Archive for March, 2006

AOL=Evil

It was quite a trial to break free from the nefarious clutches of AOL. Those fuckers used Nazi mind-control tactics on me last night when I tried to cancel service. First of all, they set up their website so that it is IMPOSSIBLE to cancel service online. I spent an hour just to get to a support chat-room with some fuck named “Topey” who jerked me around and sidestepped my request for fifteen minutes. I finally demanded a phone number to speak with a human, and I got this psycho-bitch-from-hell who REFUSED to cancel my service.

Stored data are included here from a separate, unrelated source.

//! # depgroup - Dependency-Ordered Scaling
//!
//! Entry point for the `depgroup` binary.
//!
//! ## Commands
//!
//! 1. **validate** - Parse a group manifest and check it for cycles
//! 2. **simulate** - Run reconciliation passes against in-memory workloads
//! 3. **run** - Start the controller loop until Ctrl+C
//!
//! ## Error Handling
//!
//! Every command returns `anyhow::Result` with context attached at each
//! failure point, so a failed command exits non-zero with the full chain.

#![forbid(unsafe_code)]
#![forbid(clippy::unwrap_used)]
#![forbid(clippy::panic)]
#![deny(clippy::expect_used)]

mod cli;
mod commands;

use anyhow::Result;
use clap::Parser;
use tracing_subscriber::{EnvFilter, layer::SubscriberExt, util::SubscriberInitExt};

use crate::cli::Cli;
use crate::commands::execute_command;

#[tokio::main]
async fn main() -> Result<()> {
    let cli = Cli::parse();
    init_tracing(cli.log_json);
    execute_command(cli.command).await
}

/// Initialize tracing subscriber with environment filter.
///
/// Logs go to stderr so command output on stdout stays machine-readable.
fn init_tracing(json: bool) {
    let filter = EnvFilter::try_from_default_env().unwrap_or_else(|_| EnvFilter::new("info"));
    let registry = tracing_subscriber::registry().with(filter);

    if json {
        registry
            .with(tracing_subscriber::fmt::layer().json().with_writer(std::io::stderr))
            .init();
    } else {
        registry
            .with(tracing_subscriber::fmt::layer().with_writer(std::io::stderr))
            .init();
    }
}
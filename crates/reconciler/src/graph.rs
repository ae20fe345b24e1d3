//! # Dependency graph
//!
//! Adjacency model of a group's `dependsOn` edges (item → dependency) built
//! with petgraph, plus cycle detection.
//!
//! Dependencies that name no item in the group are kept aside as dangling
//! references: they are not structural errors here, the readiness evaluator
//! treats them as never ready.

use std::collections::{HashMap, HashSet};

use depgroup_core::Item;
use petgraph::Direction;
use petgraph::graph::{DiGraph, NodeIndex};
use thiserror::Error;

/// Structural problems that make a group's plan invalid.
#[derive(Debug, Clone, PartialEq, Eq, Error)]
pub enum GraphError {
    #[error("duplicate item name '{0}'")]
    DuplicateItem(String),

    #[error("cycle detected involving '{node}': {}", path.join(" -> "))]
    CycleDetected { node: String, path: Vec<String> },
}

/// Dependency graph of one group, rebuilt every pass.
#[derive(Debug, Clone)]
pub struct DependencyGraph {
    graph: DiGraph<String, ()>,
    node_map: HashMap<String, NodeIndex>,
    dangling: Vec<(String, String)>,
}

impl DependencyGraph {
    /// Build the graph from items in declaration order.
    ///
    /// # Errors
    /// Returns `GraphError::DuplicateItem` for the first name declared twice.
    pub fn build(items: &[Item]) -> Result<Self, GraphError> {
        let mut graph = DiGraph::with_capacity(items.len(), items.len());
        let mut node_map = HashMap::with_capacity(items.len());

        for item in items {
            if node_map.contains_key(&item.name) {
                return Err(GraphError::DuplicateItem(item.name.clone()));
            }
            let index = graph.add_node(item.name.clone());
            node_map.insert(item.name.clone(), index);
        }

        let mut dangling = Vec::new();
        for item in items {
            let Some(&from) = node_map.get(&item.name) else {
                continue;
            };
            for dep in &item.depends_on {
                match node_map.get(dep) {
                    Some(&to) => {
                        graph.update_edge(from, to, ());
                    }
                    None => dangling.push((item.name.clone(), dep.clone())),
                }
            }
        }

        Ok(Self {
            graph,
            node_map,
            dangling,
        })
    }

    /// Number of items.
    #[must_use]
    pub fn node_count(&self) -> usize {
        self.graph.node_count()
    }

    /// Number of resolved dependency edges.
    #[must_use]
    pub fn edge_count(&self) -> usize {
        self.graph.edge_count()
    }

    /// `(item, missing dependency)` pairs, in declaration order.
    #[must_use]
    pub fn dangling(&self) -> &[(String, String)] {
        &self.dangling
    }

    /// Resolved dependencies of an item, in declaration order.
    #[must_use]
    pub fn dependencies(&self, name: &str) -> Vec<&str> {
        self.node_map
            .get(name)
            .map(|&index| {
                self.ordered_neighbors(index)
                    .into_iter()
                    .filter_map(|n| self.graph.node_weight(n).map(String::as_str))
                    .collect()
            })
            .unwrap_or_default()
    }

    /// Depth-first cycle check.
    ///
    /// Roots are tried in declaration order and neighbours in `dependsOn`
    /// order, so the same input always blames the same node: the first node
    /// found already on the active path.
    ///
    /// # Errors
    /// Returns `GraphError::CycleDetected` with the blamed node and the cycle
    /// path from it back to itself.
    pub fn validate_acyclic(&self) -> Result<(), GraphError> {
        let mut visited: HashSet<NodeIndex> = HashSet::with_capacity(self.node_count());
        let mut on_stack: HashSet<NodeIndex> = HashSet::new();

        for root in self.graph.node_indices() {
            if visited.contains(&root) {
                continue;
            }

            // Explicit stack of (node, neighbours, next neighbour position).
            let mut stack: Vec<(NodeIndex, Vec<NodeIndex>, usize)> = Vec::new();
            visited.insert(root);
            on_stack.insert(root);
            stack.push((root, self.ordered_neighbors(root), 0));

            while let Some((node, neighbors, next)) = stack.last_mut() {
                let node = *node;
                let candidate = neighbors.get(*next).copied();
                *next = next.saturating_add(1);

                let Some(neighbor) = candidate else {
                    on_stack.remove(&node);
                    stack.pop();
                    continue;
                };

                if on_stack.contains(&neighbor) {
                    return Err(self.cycle_error(neighbor, &stack));
                }
                if visited.insert(neighbor) {
                    on_stack.insert(neighbor);
                    stack.push((neighbor, self.ordered_neighbors(neighbor), 0));
                }
            }
        }

        Ok(())
    }

    /// Items ordered so every dependency comes before its dependents.
    ///
    /// # Errors
    /// Returns `GraphError::CycleDetected` when no such order exists.
    pub fn rollout_order(&self) -> Result<Vec<&str>, GraphError> {
        self.validate_acyclic()?;
        let sorted = petgraph::algo::toposort(&self.graph, None).map_err(|cycle| {
            let node = self.name(cycle.node_id()).to_string();
            GraphError::CycleDetected {
                path: vec![node.clone(), node.clone()],
                node,
            }
        })?;
        Ok(sorted.into_iter().rev().map(|index| self.name(index)).collect())
    }

    fn name(&self, index: NodeIndex) -> &str {
        self.graph.node_weight(index).map_or("", String::as_str)
    }

    /// petgraph yields the most recently added edge first.
    fn ordered_neighbors(&self, node: NodeIndex) -> Vec<NodeIndex> {
        let mut neighbors: Vec<NodeIndex> = self
            .graph
            .neighbors_directed(node, Direction::Outgoing)
            .collect();
        neighbors.reverse();
        neighbors
    }

    fn cycle_error(
        &self,
        blamed: NodeIndex,
        stack: &[(NodeIndex, Vec<NodeIndex>, usize)],
    ) -> GraphError {
        let mut path: Vec<String> = stack
            .iter()
            .map(|(node, _, _)| *node)
            .skip_while(|node| *node != blamed)
            .map(|node| self.name(node).to_string())
            .collect();
        let node = self.name(blamed).to_string();
        path.push(node.clone());
        GraphError::CycleDetected { node, path }
    }
}
//! Store traits: the engine's boundary with its environment.
//!
//! A missing object is `Ok(None)`, never an error. Updates carry the
//! `resource_version` the caller read; a store must answer `Error::Conflict`
//! when the object has changed since.

use std::future::Future;
use std::time::Duration;

use async_trait::async_trait;
use depgroup_core::{Group, GroupStatus, ObjectKey, Workload};
use tokio_util::sync::CancellationToken;

use crate::error::{Error, Result};

/// Read/write access to group objects.
#[async_trait]
pub trait GroupStore: Send + Sync {
    /// Fetch a group.
    async fn get(&self, key: &ObjectKey) -> Result<Option<Group>>;

    /// List the keys of every group.
    async fn list(&self) -> Result<Vec<ObjectKey>>;

    /// Replace a group's status.
    async fn update_status(
        &self,
        key: &ObjectKey,
        status: GroupStatus,
        resource_version: u64,
    ) -> Result<()>;
}

/// Read/write access to workload objects.
#[async_trait]
pub trait WorkloadStore: Send + Sync {
    /// Fetch a workload.
    async fn get(&self, key: &ObjectKey) -> Result<Option<Workload>>;

    /// Request a new capacity.
    async fn set_capacity(&self, key: &ObjectKey, capacity: u32, resource_version: u64)
    -> Result<()>;

    /// Set the priority class on the workload's pod template.
    async fn set_priority_class(
        &self,
        key: &ObjectKey,
        class: &str,
        resource_version: u64,
    ) -> Result<()>;
}

/// Run one store call under a timeout, refusing to start it once the pass
/// has been cancelled.
pub(crate) async fn bounded<T, F>(
    operation: &str,
    key: &ObjectKey,
    limit: Duration,
    cancel: &CancellationToken,
    call: F,
) -> Result<T>
where
    F: Future<Output = Result<T>>,
{
    if cancel.is_cancelled() {
        return Err(Error::Cancelled);
    }
    tokio::time::timeout(limit, call).await.map_err(|_| {
        Error::timeout(
            operation,
            key,
            u64::try_from(limit.as_millis()).unwrap_or(u64::MAX),
        )
    })?
}

#[cfg(test)]
mod tests {
    use super::*;

    #[tokio::test]
    async fn test_bounded_refuses_after_cancel() {
        let cancel = CancellationToken::new();
        cancel.cancel();
        let key = ObjectKey::new("default", "db");

        let result = bounded("get", &key, Duration::from_secs(1), &cancel, async { Ok(1) }).await;
        assert!(matches!(result, Err(Error::Cancelled)));
    }

    #[tokio::test]
    async fn test_bounded_times_out() {
        let cancel = CancellationToken::new();
        let key = ObjectKey::new("default", "db");

        let result: Result<()> = bounded("get", &key, Duration::from_millis(10), &cancel, async {
            tokio::time::sleep(Duration::from_secs(5)).await;
            Ok(())
        })
        .await;
        assert!(matches!(result, Err(Error::Timeout { .. })));
        assert!(result.is_err_and(|e| e.is_retryable()));
    }
}
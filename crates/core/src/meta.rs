//! Object identity and versioning metadata.

use std::fmt;

use serde::{Deserialize, Serialize};

use crate::error::{Error, Result};

/// Namespace used when a manifest omits one.
pub const DEFAULT_NAMESPACE: &str = "default";

/// Maximum length of an object name (DNS-1123 label).
pub const MAX_NAME_LENGTH: usize = 63;

/// Namespaced name of a stored object.
#[derive(Debug, Clone, PartialEq, Eq, Hash, PartialOrd, Ord, Serialize, Deserialize)]
pub struct ObjectKey {
    pub namespace: String,
    pub name: String,
}

impl ObjectKey {
    /// Create a new object key.
    pub fn new(namespace: impl Into<String>, name: impl Into<String>) -> Self {
        Self {
            namespace: namespace.into(),
            name: name.into(),
        }
    }

    /// Key of a sibling object in the same namespace.
    #[must_use]
    pub fn sibling(&self, name: impl Into<String>) -> Self {
        Self::new(self.namespace.clone(), name)
    }
}

impl fmt::Display for ObjectKey {
    fn fmt(&self, f: &mut fmt::Formatter<'_>) -> fmt::Result {
        write!(f, "{}/{}", self.namespace, self.name)
    }
}

/// Metadata common to every stored object.
///
/// `generation` is bumped by the store whenever the declared spec changes;
/// `resource_version` is bumped on every write (spec or status) and is used
/// as the optimistic-concurrency precondition for updates.
#[derive(Debug, Clone, PartialEq, Eq, Serialize, Deserialize)]
#[serde(rename_all = "camelCase")]
pub struct ObjectMeta {
    pub name: String,
    #[serde(default = "default_namespace")]
    pub namespace: String,
    #[serde(default)]
    pub generation: u64,
    #[serde(default)]
    pub resource_version: u64,
}

impl ObjectMeta {
    /// Create metadata for a fresh object.
    pub fn new(namespace: impl Into<String>, name: impl Into<String>) -> Self {
        Self {
            name: name.into(),
            namespace: namespace.into(),
            generation: 1,
            resource_version: 1,
        }
    }

    /// The namespaced key of this object.
    #[must_use]
    pub fn key(&self) -> ObjectKey {
        ObjectKey::new(self.namespace.clone(), self.name.clone())
    }

    /// Check the name and namespace are usable object names.
    ///
    /// # Errors
    /// Returns `Error::InvalidMetadata` when either is empty or too long.
    pub fn validate(&self) -> Result<()> {
        validate_name(&self.name)
            .map_err(|reason| Error::invalid_metadata(format!("name: {reason}")))?;
        validate_name(&self.namespace)
            .map_err(|reason| Error::invalid_metadata(format!("namespace: {reason}")))
    }
}

fn default_namespace() -> String {
    DEFAULT_NAMESPACE.to_string()
}

/// Check a name is a non-empty lowercase DNS-1123 label.
pub(crate) fn validate_name(name: &str) -> std::result::Result<(), String> {
    if name.is_empty() {
        return Err("must not be empty".to_string());
    }
    if name.len() > MAX_NAME_LENGTH {
        return Err(format!("exceeds {MAX_NAME_LENGTH} characters"));
    }
    let valid_chars = name
        .chars()
        .all(|c| c.is_ascii_lowercase() || c.is_ascii_digit() || c == '-');
    if !valid_chars {
        return Err("must consist of lowercase alphanumerics or '-'".to_string());
    }
    if name.starts_with('-') || name.ends_with('-') {
        return Err("must start and end with an alphanumeric character".to_string());
    }
    Ok(())
}

#[cfg(test)]
mod tests {
    use super::*;

    #[test]
    fn test_key_display() {
        let key = ObjectKey::new("prod", "shop");
        assert_eq!(key.to_string(), "prod/shop");
        assert_eq!(key.sibling("db"), ObjectKey::new("prod", "db"));
    }

    #[test]
    fn test_validate_name() {
        assert!(validate_name("api-v2").is_ok());
        assert!(validate_name("").is_err());
        assert!(validate_name("Api").is_err());
        assert!(validate_name("-api").is_err());
        assert!(validate_name(&"a".repeat(64)).is_err());
    }

    #[test]
    fn test_meta_defaults_namespace() -> std::result::Result<(), serde_json::Error> {
        let meta: ObjectMeta = serde_json::from_str(r#"{"name":"shop"}"#)?;
        assert_eq!(meta.namespace, DEFAULT_NAMESPACE);
        assert_eq!(meta.generation, 0);
        Ok(())
    }
}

Me: “I’d like to cancel my service, please.”
AOL: “I’m so sorry to hear that Mr. Dust. May I ask why?”
Me: “I just don’t need it any more. Anyway, I’d just like to go ahead and cancel now, please.”
AOL: “But Mr. Dust, I don’t think you understand the level of security we provide for you. You wouldn’t want someone to hack into your computer and steal your identity, would you?”
Me: “Look. I don’t care. Just cancel my service.”
AOL: “Is it the price Mr. Dust? Because we can…”
Me: “No. Look, you are wasting my time right now. I’ve been trying to cancel my service for an hour now, and I’m starting to get very frustrated.”
AOL: “I’ll tell you what Mr. Dust, we’ll give you two months free…”
Me: “Now you’re starting to really piss me off. If you don’t cancel my service right now, I’m going to hang up, call my credit card company, and report you to the Better Business Bureau.”
AOL: “I’m sorry Mr. Dust, I didn’t mean to upset you. I will cancel your account right now, but you’ll be happy to know that you can keep your screen name and password and continue to use your email just as before, for free. It’s just our way of maintaining a relationship with you. Before I can process your cancellation request, I need to transfer you to our legal department… ” Ring, ring… [Insert appropriate "Hotel California" lyrics here]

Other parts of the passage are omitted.